Live album by Irène Schweizer
- Released: 1996
- Recorded: April 4, 1996
- Venue: Alte Kirche Boswil, Switzerland
- Genre: Free Jazz
- Label: Intakt Records CD 044
- Producer: Intakt Records

= Many and One Direction =

Many and One Direction is a live solo piano album by Irène Schweizer. It was recorded at Alte Kirche Boswil in Switzerland in April 1996, and was released later that year by Intakt Records.

==Reception==

In a review for AllMusic, Steve Loewy wrote: "This solo recording... is a change of pace for Schweizer. The intensity is turned down a notch or two, the emphasis is on sound, color, and structure, but the results are somehow hardly less exciting... her technique is still at the top of her game... and her earlier fans and followers will not be disappointed -- though they may be a touch surprised."

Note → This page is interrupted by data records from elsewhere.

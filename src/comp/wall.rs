/// 牆壁與門
///
/// 牆壁是遮擋視線的線段；門可以開關，開啟時完全不參與遮擋。
use log::{debug, info, warn};
use serde::{Deserialize, Serialize};
use uuid::Uuid;

use crate::error::{Result, VisionError};
use crate::vision::{Point, Segment};

#[derive(Debug, Clone, PartialEq, Serialize, Deserialize)]
#[serde(rename_all = "camelCase")]
pub struct Wall {
    pub id: String,
    pub p1: Point,
    pub p2: Point,
    #[serde(default)]
    pub is_door: bool,
    #[serde(default)]
    pub is_open: bool,
}

impl Wall {
    pub fn new(id: impl Into<String>, p1: Point, p2: Point) -> Self {
        Self {
            id: id.into(),
            p1,
            p2,
            is_door: false,
            is_open: false,
        }
    }

    /// 關閉中的門
    pub fn door(id: impl Into<String>, p1: Point, p2: Point) -> Self {
        Self {
            is_door: true,
            ..Self::new(id, p1, p2)
        }
    }

    /// 牆壁/門繪製工具：拖曳距離太短視為誤觸
    pub fn from_drag(start: Point, end: Point, is_door: bool, min_length: f64) -> Result<Self> {
        let length = start.distance(end);
        if !(length > min_length) {
            return Err(VisionError::WallTooShort { length, min: min_length });
        }
        let id = Uuid::new_v4().to_string();
        Ok(if is_door {
            Self::door(id, start, end)
        } else {
            Self::new(id, start, end)
        })
    }

    /// 是否遮擋視線
    pub fn blocks_sight(&self) -> bool {
        !self.is_door || !self.is_open
    }

    pub fn segment(&self) -> Segment {
        Segment::new(self.p1, self.p2)
    }

    pub fn length(&self) -> f64 {
        self.p1.distance(self.p2)
    }
}

/// 牆壁集合，每次變更都會遞增版本號
#[derive(Debug, Clone, Default)]
pub struct WallSet {
    walls: Vec<Wall>,
    revision: u64,
}

impl From<Vec<Wall>> for WallSet {
    fn from(walls: Vec<Wall>) -> Self {
        let mut set = Self::default();
        for wall in walls {
            if let Err(e) = set.add(wall) {
                warn!("略過重複的牆壁: {}", e);
            }
        }
        set.revision = 0;
        set
    }
}

impl WallSet {
    pub fn new() -> Self {
        Self::default()
    }

    pub fn add(&mut self, wall: Wall) -> Result<()> {
        if self.get(&wall.id).is_some() {
            return Err(VisionError::DuplicateWall(wall.id));
        }
        debug!("add wall {} ({:.1}, {:.1}) -> ({:.1}, {:.1}) door={}",
            wall.id, wall.p1.x, wall.p1.y, wall.p2.x, wall.p2.y, wall.is_door);
        self.walls.push(wall);
        self.revision += 1;
        Ok(())
    }

    pub fn remove(&mut self, id: &str) -> Result<Wall> {
        let index = self
            .walls
            .iter()
            .position(|w| w.id == id)
            .ok_or_else(|| VisionError::UnknownWall(id.to_string()))?;
        self.revision += 1;
        Ok(self.walls.remove(index))
    }

    /// 清除所有牆壁，回傳清除數量
    pub fn clear(&mut self) -> usize {
        let count = self.walls.len();
        self.walls.clear();
        self.revision += 1;
        info!("清除 {} 面牆壁", count);
        count
    }

    /// 切換門的開關，一般牆壁不受影響
    pub fn toggle_door(&mut self, id: &str) -> Result<&Wall> {
        let wall = self
            .walls
            .iter_mut()
            .find(|w| w.id == id)
            .ok_or_else(|| VisionError::UnknownWall(id.to_string()))?;
        if wall.is_door {
            wall.is_open = !wall.is_open;
            self.revision += 1;
            info!("門 {} 已{}", wall.id, if wall.is_open { "開啟" } else { "關閉" });
        } else {
            debug!("wall {} is not a door, toggle ignored", wall.id);
        }
        Ok(wall)
    }

    pub fn get(&self, id: &str) -> Option<&Wall> {
        self.walls.iter().find(|w| w.id == id)
    }

    /// 目前會遮擋視線的牆壁
    pub fn blocking(&self) -> impl Iterator<Item = &Wall> {
        self.walls.iter().filter(|w| w.blocks_sight())
    }

    pub fn iter(&self) -> impl Iterator<Item = &Wall> {
        self.walls.iter()
    }

    pub fn as_slice(&self) -> &[Wall] {
        &self.walls
    }

    pub fn len(&self) -> usize {
        self.walls.len()
    }

    pub fn is_empty(&self) -> bool {
        self.walls.is_empty()
    }

    pub fn revision(&self) -> u64 {
        self.revision
    }
}
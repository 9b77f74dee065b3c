/// 放射掃描視野計算
///
/// 對每個遮擋線段的端點取三個角度（角度本身與左右各偏 ε），
/// 沿這些角度發射射線並取最近的交點，最後依角度排序成多邊形。
/// 無內部狀態，可以在多個執行緒同時呼叫。
use hashbrown::HashSet;
use log::trace;
use ordered_float::OrderedFloat;
use serde::{Deserialize, Serialize};
use vek::Vec2;

use super::boundary::{light_boundary, Bounds};
use super::geometry_utils::{angle_to, intersect_segment, point_in_polygon, Point, RayHit, Segment};
use crate::comp::Wall;
use crate::config::VisionSetting;

/// 掃描參數
#[derive(Debug, Clone, Copy, PartialEq)]
pub struct SolverParams {
    /// 光照邊界多邊形邊數
    pub light_sides: usize,
    /// 角點兩側的取樣偏移（弧度）
    pub angle_epsilon: f64,
    /// 射線長度超出半徑的餘量
    pub ray_padding: f64,
}

impl Default for SolverParams {
    fn default() -> Self {
        Self {
            light_sides: 16,
            angle_epsilon: 1e-5,
            ray_padding: 100.0,
        }
    }
}

impl From<&VisionSetting> for SolverParams {
    fn from(setting: &VisionSetting) -> Self {
        Self {
            light_sides: setting.light_sides.max(3),
            angle_epsilon: setting.angle_epsilon,
            ray_padding: setting.ray_padding,
        }
    }
}

/// 觀察者（每次計算時由棋子推導）
#[derive(Debug, Clone, Copy, PartialEq, Serialize, Deserialize)]
pub struct Observer {
    pub position: Point,
    /// 視野半徑（像素）
    pub radius: f64,
}

impl Observer {
    pub fn new(position: Point, radius: f64) -> Self {
        Self { position, radius }
    }
}

/// 視野多邊形，頂點依觀察者方位角遞增排列
#[derive(Debug, Clone, PartialEq, Serialize, Deserialize)]
pub struct VisibilityPolygon {
    pub origin: Point,
    pub radius: f64,
    pub points: Vec<Point>,
}

impl VisibilityPolygon {
    /// 完全黑暗
    pub fn empty(observer: &Observer) -> Self {
        Self {
            origin: observer.position,
            radius: observer.radius,
            points: Vec::new(),
        }
    }

    pub fn is_empty(&self) -> bool {
        self.points.is_empty()
    }

    pub fn len(&self) -> usize {
        self.points.len()
    }

    pub fn contains(&self, point: Point) -> bool {
        point_in_polygon(point, &self.points)
    }

    /// 頂點距觀察者的最遠距離
    pub fn max_distance(&self) -> f64 {
        self.points
            .iter()
            .map(|p| p.distance(self.origin))
            .fold(0.0, f64::max)
    }
}

/// 計算單一觀察者的視野多邊形
///
/// 只有會遮擋的牆參與計算，開啟的門完全排除（不產生取樣角度）。
pub fn solve(observer: &Observer, walls: &[Wall], bounds: &Bounds, params: &SolverParams) -> VisibilityPolygon {
    let segments: Vec<Segment> = walls
        .iter()
        .filter(|w| w.blocks_sight())
        .map(Wall::segment)
        .collect();
    solve_segments(observer, &segments, bounds, params)
}

/// 以線段作為遮擋物計算視野多邊形
pub fn solve_segments(
    observer: &Observer,
    segments: &[Segment],
    bounds: &Bounds,
    params: &SolverParams,
) -> VisibilityPolygon {
    // 半徑非正數（或 NaN）視為沒有光
    if !(observer.radius > 0.0) || !observer.radius.is_finite() {
        trace!("observer at ({:.1}, {:.1}) has no light radius", observer.position.x, observer.position.y);
        return VisibilityPolygon::empty(observer);
    }

    let origin = observer.position;
    let sides = params.light_sides.max(3);

    let mut occluders: Vec<Segment> = Vec::with_capacity(segments.len() + 4 + sides);
    occluders.extend_from_slice(segments);
    occluders.extend_from_slice(&bounds.walls());
    occluders.extend(light_boundary(origin, observer.radius, sides));

    let angles = sample_angles(origin, &occluders, params.angle_epsilon);
    let reach = observer.radius + params.ray_padding;

    let mut hits: Vec<(OrderedFloat<f64>, Point)> = angles
        .into_iter()
        .filter_map(|angle| {
            let far = origin + Vec2::new(angle.cos(), angle.sin()) * reach;
            nearest_hit(origin, far, &occluders).map(|hit| (OrderedFloat(angle), hit.point))
        })
        .collect();
    hits.sort_by_key(|(angle, _)| *angle);

    trace!(
        "sweep at ({:.1}, {:.1}) r={:.1}: {} occluders, {} vertices",
        origin.x, origin.y, observer.radius, occluders.len(), hits.len()
    );

    VisibilityPolygon {
        origin,
        radius: observer.radius,
        points: hits.into_iter().map(|(_, point)| point).collect(),
    }
}

/// 每個不重複端點取 `a - ε, a, a + ε` 三個角度
fn sample_angles(origin: Point, occluders: &[Segment], epsilon: f64) -> Vec<f64> {
    let mut seen: HashSet<(u64, u64)> = HashSet::with_capacity(occluders.len() * 2);
    let mut angles = Vec::with_capacity(occluders.len() * 6);

    for endpoint in occluders.iter().flat_map(Segment::endpoints) {
        if !seen.insert((endpoint.x.to_bits(), endpoint.y.to_bits())) {
            continue;
        }
        let angle = angle_to(origin, endpoint);
        angles.push(angle - epsilon);
        angles.push(angle);
        angles.push(angle + epsilon);
    }

    angles
}

/// 射線上最近的遮擋交點
fn nearest_hit(origin: Point, far: Point, occluders: &[Segment]) -> Option<RayHit> {
    let mut closest: Option<RayHit> = None;
    for segment in occluders {
        if let Some(hit) = intersect_segment(origin, far, segment) {
            if closest.map_or(true, |c| hit.t < c.t) {
                closest = Some(hit);
            }
        }
    }
    closest
}
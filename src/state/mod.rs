/// 場景狀態管理模組
///
/// - `core`: 場景權威狀態與快照
/// - `initialization`: 場景檔載入與執行緒池
/// - `time_management`: 日夜週期與黑暗層
/// - `command`: 主持人指令列

pub mod core;
pub mod initialization;
pub mod time_management;
pub mod command;

pub use self::core::*;
pub use self::initialization::*;
pub use self::time_management::*;
pub use self::command::{execute, Command, Reply};
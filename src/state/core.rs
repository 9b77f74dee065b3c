/// 場景狀態核心結構
///
/// 主持人是唯一的權威來源，每次變更後送出同步訊息給廣播層。

use crossbeam_channel::Sender;
use log::{debug, info, warn};
use parking_lot::RwLock;
use serde_json::json;
use std::sync::Arc;

use crate::comp::{first_trigger_at, FogOfWar, MapState, MapTrigger, RevealedArea, Role, Token, Wall, WallSet};
use crate::config::VisionSetting;
use crate::error::{Result, VisionError};
use crate::msg::{topic, SyncMsg};
use crate::vision::Point;

use super::SceneFile;

/// 多執行緒共享的場景
pub type SharedScene = Arc<RwLock<SceneState>>;

/// 給視野計算用的不可變快照
#[derive(Debug, Clone)]
pub struct SceneSnapshot {
    pub map: MapState,
    pub walls: Vec<Wall>,
    pub wall_revision: u64,
    pub tokens: Vec<Token>,
    pub fog_enabled: bool,
    pub revealed: Vec<RevealedArea>,
}

/// 棋子移動結果
#[derive(Debug, Clone, PartialEq)]
pub enum MoveOutcome {
    Moved,
    /// 終點落在觸發點內，移動被擋下
    Triggered(MapTrigger),
}

/// 場景核心狀態
pub struct SceneState {
    map: MapState,
    walls: WallSet,
    tokens: Vec<Token>,
    fog: FogOfWar,
    triggers: Vec<MapTrigger>,
    wall_min_length: f64,
    /// 同步訊息發送通道
    synctx: Option<Sender<SyncMsg>>,
}

impl SceneState {
    pub fn new(setting: &VisionSetting) -> Self {
        Self {
            map: MapState::with_bounds(setting.world_bounds),
            walls: WallSet::new(),
            tokens: Vec::new(),
            fog: FogOfWar::new(setting.reveal_min_radius),
            triggers: Vec::new(),
            wall_min_length: setting.wall_min_length,
            synctx: None,
        }
    }

    /// 從場景檔建立
    pub fn from_scene(scene: SceneFile, setting: &VisionSetting) -> Self {
        let fog = FogOfWar::with_revealed(setting.reveal_min_radius, scene.map.fog_enabled, scene.revealed_areas);
        Self {
            map: scene.map,
            walls: WallSet::from(scene.walls),
            tokens: scene.tokens,
            fog,
            triggers: scene.triggers,
            wall_min_length: setting.wall_min_length,
            synctx: None,
        }
    }

    pub fn with_sender(mut self, synctx: Sender<SyncMsg>) -> Self {
        self.synctx = Some(synctx);
        self
    }

    pub fn into_shared(self) -> SharedScene {
        Arc::new(RwLock::new(self))
    }

    fn emit(&self, topic: &str, action: &str, payload: serde_json::Value) {
        if let Some(tx) = &self.synctx {
            if let Err(e) = tx.send(SyncMsg::new(topic, action, payload)) {
                warn!("同步訊息 {} 送出失敗: {}", topic, e);
            }
        }
    }

    fn require_host(role: &Role, action: &'static str) -> Result<()> {
        if role.is_host() {
            Ok(())
        } else {
            warn!("非主持人嘗試 {}", action);
            Err(VisionError::HostOnly { action })
        }
    }

    // ---- 牆壁 ----

    pub fn add_wall(&mut self, role: &Role, wall: Wall) -> Result<()> {
        Self::require_host(role, "add wall")?;
        let payload = json!(wall);
        self.walls.add(wall)?;
        self.emit(topic::ADD_WALL, "add", payload);
        Ok(())
    }

    /// 牆壁/門繪製工具
    pub fn draw_wall(&mut self, role: &Role, start: Point, end: Point, is_door: bool) -> Result<Wall> {
        Self::require_host(role, "draw wall")?;
        let wall = Wall::from_drag(start, end, is_door, self.wall_min_length)?;
        self.add_wall(role, wall.clone())?;
        Ok(wall)
    }

    pub fn remove_wall(&mut self, role: &Role, id: &str) -> Result<Wall> {
        Self::require_host(role, "remove wall")?;
        let wall = self.walls.remove(id)?;
        info!("移除牆壁 {}", id);
        self.emit(topic::REMOVE_WALL, "remove", json!(id));
        Ok(wall)
    }

    pub fn clear_walls(&mut self, role: &Role) -> Result<usize> {
        Self::require_host(role, "clear walls")?;
        let count = self.walls.clear();
        self.emit(topic::CLEAR_WALLS, "clear", json!(count));
        Ok(count)
    }

    pub fn toggle_door(&mut self, role: &Role, id: &str) -> Result<Wall> {
        Self::require_host(role, "toggle door")?;
        let wall = self.walls.toggle_door(id)?.clone();
        if wall.is_door {
            self.emit(topic::TOGGLE_DOOR, "toggle", json!({ "id": wall.id, "isOpen": wall.is_open }));
        }
        Ok(wall)
    }

    // ---- 棋子 ----

    /// 新增或覆蓋棋子
    pub fn upsert_token(&mut self, role: &Role, token: Token) -> Result<()> {
        Self::require_host(role, "place token")?;
        let payload = json!(token);
        match self.tokens.iter_mut().find(|t| t.id == token.id) {
            Some(existing) => *existing = token,
            None => self.tokens.push(token),
        }
        self.emit(topic::UPDATE_TOKEN, "upsert", payload);
        Ok(())
    }

    /// 移動棋子到格子 (x, y)；主持人或擁有者才能移動
    pub fn move_token(&mut self, role: &Role, id: &str, x: f64, y: f64) -> Result<MoveOutcome> {
        let scale = self.map.scale;
        let index = self
            .tokens
            .iter()
            .position(|t| t.id == id)
            .ok_or_else(|| VisionError::UnknownToken(id.to_string()))?;

        if let Role::Player(player) = role {
            if !self.tokens[index].is_owned_by(player) {
                warn!("玩家 {} 嘗試移動不屬於自己的棋子 {}", player, id);
                return Err(VisionError::HostOnly { action: "move token" });
            }
        }

        let mut moved = self.tokens[index].clone();
        moved.x = x;
        moved.y = y;
        if let Some(trigger) = first_trigger_at(&self.triggers, moved.center(scale)) {
            info!("棋子 {} 踩到觸發點 {}，移動取消", id, trigger.id);
            return Ok(MoveOutcome::Triggered(trigger.clone()));
        }

        debug!("move token {} -> ({}, {})", id, x, y);
        self.tokens[index] = moved;
        self.emit(topic::UPDATE_TOKEN, "move", json!({ "id": id, "data": { "x": x, "y": y } }));
        Ok(MoveOutcome::Moved)
    }

    pub fn add_trigger(&mut self, role: &Role, trigger: MapTrigger) -> Result<()> {
        Self::require_host(role, "add trigger")?;
        self.triggers.push(trigger);
        Ok(())
    }

    // ---- 迷霧與光照 ----

    pub fn reveal(&mut self, role: &Role, start: Point, end: Point) -> Result<RevealedArea> {
        let area = self.fog.reveal_drag(role, start, end)?;
        self.emit(topic::SYNC_FOG, "reveal", json!(self.fog.revealed()));
        Ok(area)
    }

    pub fn reset_fog(&mut self, role: &Role) -> Result<usize> {
        let count = self.fog.reset(role)?;
        self.emit(topic::RESET_FOG, "reset", json!(null));
        Ok(count)
    }

    pub fn set_fog_enabled(&mut self, role: &Role, enabled: bool) -> Result<()> {
        self.fog.set_enabled(role, enabled)?;
        self.map.fog_enabled = enabled;
        info!("迷霧{}", if enabled { "開啟" } else { "關閉" });
        self.emit(topic::TOGGLE_FOG, "set", json!(enabled));
        Ok(())
    }

    pub fn set_dynamic_lighting(&mut self, role: &Role, enabled: bool) -> Result<()> {
        Self::require_host(role, "toggle lighting")?;
        self.map.dynamic_lighting_enabled = enabled;
        info!("動態光照{}", if enabled { "開啟" } else { "關閉" });
        self.emit(topic::TOGGLE_LIGHTING, "set", json!(enabled));
        Ok(())
    }

    pub fn set_day_time(&mut self, role: &Role, hours: f64) -> Result<f64> {
        Self::require_host(role, "set time")?;
        let hours = self.map.set_day_time(hours);
        self.emit(topic::SET_DAY_TIME, "set", json!(hours));
        Ok(hours)
    }

    // ---- 查詢 ----

    pub fn map(&self) -> &MapState {
        &self.map
    }

    pub fn walls(&self) -> &WallSet {
        &self.walls
    }

    pub fn tokens(&self) -> &[Token] {
        &self.tokens
    }

    pub fn fog(&self) -> &FogOfWar {
        &self.fog
    }

    pub fn triggers(&self) -> &[MapTrigger] {
        &self.triggers
    }

    /// 玩家看得到的棋子
    pub fn tokens_visible_to<'a>(&'a self, role: &'a Role) -> impl Iterator<Item = &'a Token> + 'a {
        self.tokens.iter().filter(move |t| t.is_visible_to(role))
    }

    pub fn snapshot(&self) -> SceneSnapshot {
        SceneSnapshot {
            map: self.map.clone(),
            walls: self.walls.as_slice().to_vec(),
            wall_revision: self.walls.revision(),
            tokens: self.tokens.clone(),
            fog_enabled: self.fog.is_enabled(),
            revealed: self.fog.revealed().to_vec(),
        }
    }
}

The authors of the Penguin Guide to Jazz Recordings awarded the album 3½ stars, and stated: "The title says it all: a critical moment in a career which seems to have combined an eclectic range of ideas with an absolute solidity of purpose. This solo record is beautifully engineered and played with an immaculate touch... this is an immensely strong performance."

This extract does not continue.